Collected data:
--
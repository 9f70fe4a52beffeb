//! Shared primitive types used across the rota engine.

use crate::error::{RotaError, RotaResult};
use chrono::{NaiveTime, Timelike};
use serde::{Deserialize, Deserializer, Serialize, Serializer};
use std::fmt;
use std::str::FromStr;

/// A stable, unique identifier for a worker (the roster key).
pub type WorkerId = String;

/// Skill slug from the skill catalog, e.g. `"cardiac"`.
pub type Skill = String;

/// Modality slug from the modality catalog, e.g. `"ct"`.
pub type Modality = String;

/// Identifier of a shift or gap intent within one day.
pub type IntentId = String;

pub const MINUTES_PER_DAY: u16 = 24 * 60;

/// Wall-clock time within one day, minute resolution.
/// `24:00` is representable so a window can run to the end of the day.
#[derive(Debug, Clone, Copy, PartialEq, Eq, PartialOrd, Ord, Hash, Default)]
pub struct ClockTime(u16);

impl ClockTime {
    pub const MIDNIGHT: ClockTime = ClockTime(0);
    pub const END_OF_DAY: ClockTime = ClockTime(MINUTES_PER_DAY);

    pub fn from_minutes(minutes: u16) -> Option<Self> {
        (minutes <= MINUTES_PER_DAY).then_some(Self(minutes))
    }

    pub fn from_hm(hour: u16, minute: u16) -> Option<Self> {
        if minute >= 60 {
            return None;
        }
        Self::from_minutes(hour.checked_mul(60)?.checked_add(minute)?)
    }

    pub fn from_naive(time: NaiveTime) -> Self {
        Self((time.hour() * 60 + time.minute()) as u16)
    }

    pub fn minutes(self) -> u16 {
        self.0
    }

    pub fn plus_minutes(self, minutes: u16) -> Self {
        Self(self.0.saturating_add(minutes).min(MINUTES_PER_DAY))
    }

    pub fn minus_minutes(self, minutes: u16) -> Self {
        Self(self.0.saturating_sub(minutes))
    }
}

impl fmt::Display for ClockTime {
    fn fmt(&self, f: &mut fmt::Formatter<'_>) -> fmt::Result {
        write!(f, "{:02}:{:02}", self.0 / 60, self.0 % 60)
    }
}

impl FromStr for ClockTime {
    type Err = RotaError;

    fn from_str(s: &str) -> RotaResult<Self> {
        let s = s.trim();
        if s == "24:00" {
            return Ok(Self::END_OF_DAY);
        }
        NaiveTime::parse_from_str(s, "%H:%M")
            .or_else(|_| NaiveTime::parse_from_str(s, "%H:%M:%S"))
            .map(Self::from_naive)
            .map_err(|e| RotaError::InvalidTime {
                value: s.to_string(),
                reason: e.to_string(),
            })
    }
}

impl Serialize for ClockTime {
    fn serialize<S: Serializer>(&self, serializer: S) -> Result<S::Ok, S::Error> {
        serializer.collect_str(self)
    }
}

impl<'de> Deserialize<'de> for ClockTime {
    fn deserialize<D: Deserializer<'de>>(deserializer: D) -> Result<Self, D::Error> {
        let raw = String::deserialize(deserializer)?;
        raw.parse().map_err(serde::de::Error::custom)
    }
}

/// Half-open interval `[start, end)` within one day.
#[derive(Debug, Clone, Copy, PartialEq, Eq, PartialOrd, Ord, Hash, Serialize, Deserialize)]
pub struct TimeWindow {
    pub start: ClockTime,
    pub end: ClockTime,
}

impl TimeWindow {
    pub fn new(start: ClockTime, end: ClockTime) -> Self {
        Self { start, end }
    }

    /// Convenience constructor from `HH:MM` strings.
    pub fn parse(start: &str, end: &str) -> RotaResult<Self> {
        Ok(Self::new(start.parse()?, end.parse()?))
    }

    pub fn is_empty(&self) -> bool {
        self.end <= self.start
    }

    pub fn duration_minutes(&self) -> u16 {
        self.end.minutes().saturating_sub(self.start.minutes())
    }

    pub fn hours(&self) -> f64 {
        self.duration_minutes() as f64 / 60.0
    }

    pub fn contains(&self, t: ClockTime) -> bool {
        self.start <= t && t < self.end
    }

    pub fn overlaps(&self, other: &TimeWindow) -> bool {
        self.start < other.end && other.start < self.end
    }

    pub fn intersect(&self, other: &TimeWindow) -> Option<TimeWindow> {
        let w = TimeWindow::new(self.start.max(other.start), self.end.min(other.end));
        (!w.is_empty()).then_some(w)
    }

    /// `self` minus `other`: zero, one or two pieces, in time order.
    pub fn subtract(&self, other: &TimeWindow) -> Vec<TimeWindow> {
        if !self.overlaps(other) {
            return vec![*self];
        }
        let mut pieces = Vec::with_capacity(2);
        let left = TimeWindow::new(self.start, other.start.min(self.end));
        if !left.is_empty() {
            pieces.push(left);
        }
        let right = TimeWindow::new(other.end.max(self.start), self.end);
        if !right.is_empty() {
            pieces.push(right);
        }
        pieces
    }

    /// `self` minus every window in `others`.
    pub fn subtract_all<'a>(&self, others: impl IntoIterator<Item = &'a TimeWindow>) -> Vec<TimeWindow> {
        let mut remaining = vec![*self];
        for other in others {
            remaining = remaining.iter().flat_map(|w| w.subtract(other)).collect();
            if remaining.is_empty() {
                break;
            }
        }
        remaining
    }
}

impl fmt::Display for TimeWindow {
    fn fmt(&self, f: &mut fmt::Formatter<'_>) -> fmt::Result {
        write!(f, "{}-{}", self.start, self.end)
    }
}

/// Sort and coalesce overlapping or touching windows.
pub fn merge_windows(mut windows: Vec<TimeWindow>) -> Vec<TimeWindow> {
    windows.retain(|w| !w.is_empty());
    windows.sort();
    let mut merged: Vec<TimeWindow> = Vec::with_capacity(windows.len());
    for w in windows {
        match merged.last_mut() {
            Some(last) if w.start <= last.end => last.end = last.end.max(w.end),
            _ => merged.push(w),
        }
    }
    merged
}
--
- **What you are asked to do**
Only a number is wanted here: the count of lines in the data that contain the string "Display".

- **The answer**
2